## Data extracts
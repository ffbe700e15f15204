//! CPU implementation of [`NumericalBackend`] on top of the dense kernels of this crate

use std::marker::PhantomData;
use std::ops::Range;
use std::sync::{
    atomic::{AtomicUsize, Ordering},
    Arc,
};

use ndarray::linalg::general_mat_vec_mul;
use ndarray::{prelude::*, NdFloat};
use num_complex::Complex;

use crate::{
    backend::{DeviceBuffer, NumericalBackend},
    eig::EigHessenberg,
    norm::Norm,
    qr::{OwnedQR, QRInto},
    LinalgError, Result,
};

/// Host memory "device" for elements of type `Complex<A>`
///
/// Keeps a ledger of the elements held by its live buffers. With a capacity set, allocations
/// that would exceed it fail with [`LinalgError::Allocation`].
#[derive(Debug)]
pub struct HostBackend<A> {
    ledger: Arc<AtomicUsize>,
    capacity: Option<usize>,
    elem: PhantomData<A>,
}

impl<A> Default for HostBackend<A> {
    fn default() -> Self {
        Self {
            ledger: Arc::default(),
            capacity: None,
            elem: PhantomData,
        }
    }
}

impl<A> Clone for HostBackend<A> {
    fn clone(&self) -> Self {
        Self {
            ledger: self.ledger.clone(),
            capacity: self.capacity,
            elem: PhantomData,
        }
    }
}

impl<A> HostBackend<A> {
    pub fn new() -> Self {
        Self::default()
    }

    /// Backend that refuses to hold more than `elements` elements at once
    pub fn with_capacity(elements: usize) -> Self {
        Self {
            capacity: Some(elements),
            ..Self::default()
        }
    }

    /// Number of elements currently held by buffers of this backend
    pub fn live_elements(&self) -> usize {
        self.ledger.load(Ordering::SeqCst)
    }
}

/// Buffer of a [`HostBackend`], released from the ledger on drop
#[derive(Debug)]
pub struct HostBuffer<A> {
    data: Array2<Complex<A>>,
    ledger: Arc<AtomicUsize>,
}

impl<A> HostBuffer<A> {
    pub fn view(&self) -> ArrayView2<Complex<A>> {
        self.data.view()
    }

    pub fn view_mut(&mut self) -> ArrayViewMut2<Complex<A>> {
        self.data.view_mut()
    }
}

impl<A> DeviceBuffer for HostBuffer<A> {
    fn dim(&self) -> (usize, usize) {
        self.data.dim()
    }
}

impl<A> Drop for HostBuffer<A> {
    fn drop(&mut self) {
        self.ledger.fetch_sub(self.data.len(), Ordering::SeqCst);
    }
}

fn check_transfer(expected: (usize, usize), actual: (usize, usize)) -> Result<()> {
    if expected != actual {
        Err(LinalgError::TransferSize { expected, actual })
    } else {
        Ok(())
    }
}

fn check_vector<A>(x: &HostBuffer<A>, rows: usize) -> Result<()> {
    if x.dim() != (rows, 1) {
        Err(LinalgError::ShapeMismatch {
            expected: (rows, 1),
            actual: x.dim(),
        })
    } else {
        Ok(())
    }
}

impl<A: NdFloat> NumericalBackend<A> for HostBackend<A> {
    type Buffer = HostBuffer<A>;

    fn alloc(&self, rows: usize, cols: usize) -> Result<HostBuffer<A>> {
        let len = rows
            .checked_mul(cols)
            .ok_or(LinalgError::Allocation { rows, cols })?;
        if let Some(capacity) = self.capacity {
            if self.live_elements() + len > capacity {
                return Err(LinalgError::Allocation { rows, cols });
            }
        }
        self.ledger.fetch_add(len, Ordering::SeqCst);

        Ok(HostBuffer {
            data: Array2::zeros((rows, cols)),
            ledger: self.ledger.clone(),
        })
    }

    fn upload(&self, src: ArrayView2<Complex<A>>, dst: &mut HostBuffer<A>) -> Result<()> {
        check_transfer(dst.dim(), src.dim())?;
        dst.data.assign(&src);
        Ok(())
    }

    fn download(&self, src: &HostBuffer<A>, mut dst: ArrayViewMut2<Complex<A>>) -> Result<()> {
        check_transfer(dst.dim(), src.dim())?;
        dst.assign(&src.data);
        Ok(())
    }

    fn copy_columns(
        &self,
        src: &HostBuffer<A>,
        src_col: usize,
        dst: &mut HostBuffer<A>,
        dst_col: usize,
        count: usize,
    ) -> Result<()> {
        if src_col + count > src.ncols() {
            return Err(LinalgError::TransferSize {
                expected: src.dim(),
                actual: (src.nrows(), src_col + count),
            });
        }
        if dst_col + count > dst.ncols() {
            return Err(LinalgError::TransferSize {
                expected: dst.dim(),
                actual: (dst.nrows(), dst_col + count),
            });
        }
        check_transfer((dst.nrows(), count), (src.nrows(), count))?;

        dst.data
            .slice_mut(s![.., dst_col..dst_col + count])
            .assign(&src.data.slice(s![.., src_col..src_col + count]));
        Ok(())
    }

    fn zero_columns(&self, buf: &mut HostBuffer<A>, cols: Range<usize>) -> Result<()> {
        if cols.start > cols.end || cols.end > buf.ncols() {
            return Err(LinalgError::TransferSize {
                expected: buf.dim(),
                actual: (buf.nrows(), cols.end),
            });
        }
        buf.data
            .slice_mut(s![.., cols])
            .fill(Complex::new(A::zero(), A::zero()));
        Ok(())
    }

    fn project(
        &self,
        basis: &HostBuffer<A>,
        k: usize,
        x: &HostBuffer<A>,
    ) -> Result<Array1<Complex<A>>> {
        check_vector(x, basis.nrows())?;
        if k > basis.ncols() {
            return Err(LinalgError::WrongColumns {
                expected: basis.ncols(),
                actual: k,
            });
        }

        let x = x.data.column(0);
        let coeffs = basis
            .data
            .slice(s![.., ..k])
            .columns()
            .into_iter()
            .map(|q| {
                q.iter()
                    .zip(x.iter())
                    .fold(Complex::new(A::zero(), A::zero()), |acc, (q, x)| {
                        acc + q.conj() * *x
                    })
            })
            .collect();
        Ok(coeffs)
    }

    fn subtract_projection(
        &self,
        basis: &HostBuffer<A>,
        coeffs: ArrayView1<Complex<A>>,
        x: &mut HostBuffer<A>,
    ) -> Result<()> {
        check_vector(x, basis.nrows())?;
        let k = coeffs.len();
        if k > basis.ncols() {
            return Err(LinalgError::WrongColumns {
                expected: basis.ncols(),
                actual: k,
            });
        }

        let one = Complex::new(A::one(), A::zero());
        general_mat_vec_mul(
            -one,
            &basis.data.slice(s![.., ..k]),
            &coeffs,
            one,
            &mut x.data.column_mut(0),
        );
        Ok(())
    }

    fn norm(&self, x: &HostBuffer<A>) -> Result<A> {
        let norm = x.data.norm_l2();
        if norm.is_finite() {
            Ok(norm)
        } else {
            Err(LinalgError::NonFinite)
        }
    }

    fn scale(&self, x: &mut HostBuffer<A>, alpha: Complex<A>) -> Result<()> {
        if !(alpha.re.is_finite() && alpha.im.is_finite()) {
            return Err(LinalgError::NonFinite);
        }
        x.data.mapv_inplace(|e| e * alpha);
        Ok(())
    }

    fn qr_factorize(&self, a: Array2<Complex<A>>) -> Result<OwnedQR<A>> {
        a.qr_into()
    }

    fn reconstruct_orthogonal(&self, qr: &OwnedQR<A>) -> Result<Array2<Complex<A>>> {
        Ok(qr.q())
    }

    fn dense_eig(
        &self,
        hessenberg: ArrayView2<Complex<A>>,
    ) -> Result<(Array1<Complex<A>>, Array2<Complex<A>>)> {
        let (vals, vecs) = hessenberg.eig_hessenberg()?;
        if vals.iter().chain(vecs.iter()).all(|x| x.re.is_finite() && x.im.is_finite()) {
            Ok((vals, vecs))
        } else {
            Err(LinalgError::NonFinite)
        }
    }

    fn gemm(
        &self,
        a: ArrayView2<Complex<A>>,
        b: ArrayView2<Complex<A>>,
    ) -> Result<Array2<Complex<A>>> {
        if a.ncols() != b.nrows() {
            return Err(LinalgError::ShapeMismatch {
                expected: (a.ncols(), b.ncols()),
                actual: b.dim(),
            });
        }
        Ok(a.dot(&b))
    }
}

## Your assignment
Wherever the word "HostBackend" appears in the entries above, copy that line.

## Result of this exercise
pub struct HostBackend<A> {
impl<A> Default for HostBackend<A> {
impl<A> Clone for HostBackend<A> {
impl<A> HostBackend<A> {
/// Buffer of a [`HostBackend`], released from the ledger on drop
impl<A: NdFloat> NumericalBackend<A> for HostBackend<A> {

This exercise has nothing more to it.